[YOUR INSTRUCTIONS] Set down the entries once more, exactly as they are written.

Stored items
-=-=-=-=-

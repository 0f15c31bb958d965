//! 拼音串相似度
//!
//! ratio = (len(a) + len(b) - 编辑距离) / (len(a) + len(b))，长度按 Unicode 字符计

use strsim::levenshtein;

/// 计算两个拼音串的相似度 (0.0 - 1.0)
///
/// - 完全相同返回 1.0（包括两者都为空）
/// - 仅一方为空返回 0.0
/// - 对称；不同的串一定小于 1.0
pub fn ratio(a: &str, b: &str) -> f64 {
    if a == b {
        return 1.0;
    }
    if a.is_empty() || b.is_empty() {
        return 0.0;
    }

    let total = a.chars().count() + b.chars().count();
    // 编辑距离不超过较长串的长度，total - distance 不会下溢
    let distance = levenshtein(a, b);
    (total - distance) as f64 / total as f64
}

-=-=-=-=-

[EXERCISE RESPONSE]
repository 0f15c31bb958d965
//! 拼音串相似度
//!
//! ratio = (len(a) + len(b) - 编辑距离) / (len(a) + len(b))，长度按 Unicode 字符计

use strsim::levenshtein;

/// 计算两个拼音串的相似度 (0.0 - 1.0)
///
/// - 完全相同返回 1.0（包括两者都为空）
/// - 仅一方为空返回 0.0
/// - 对称；不同的串一定小于 1.0
pub fn ratio(a: &str, b: &str) -> f64 {
    if a == b {
        return 1.0;
    }
    if a.is_empty() || b.is_empty() {
        return 0.0;
    }

    let total = a.chars().count() + b.chars().count();
    // 编辑距离不超过较长串的长度，total - distance 不会下溢
    let distance = levenshtein(a, b);
    (total - distance) as f64 / total as f64
}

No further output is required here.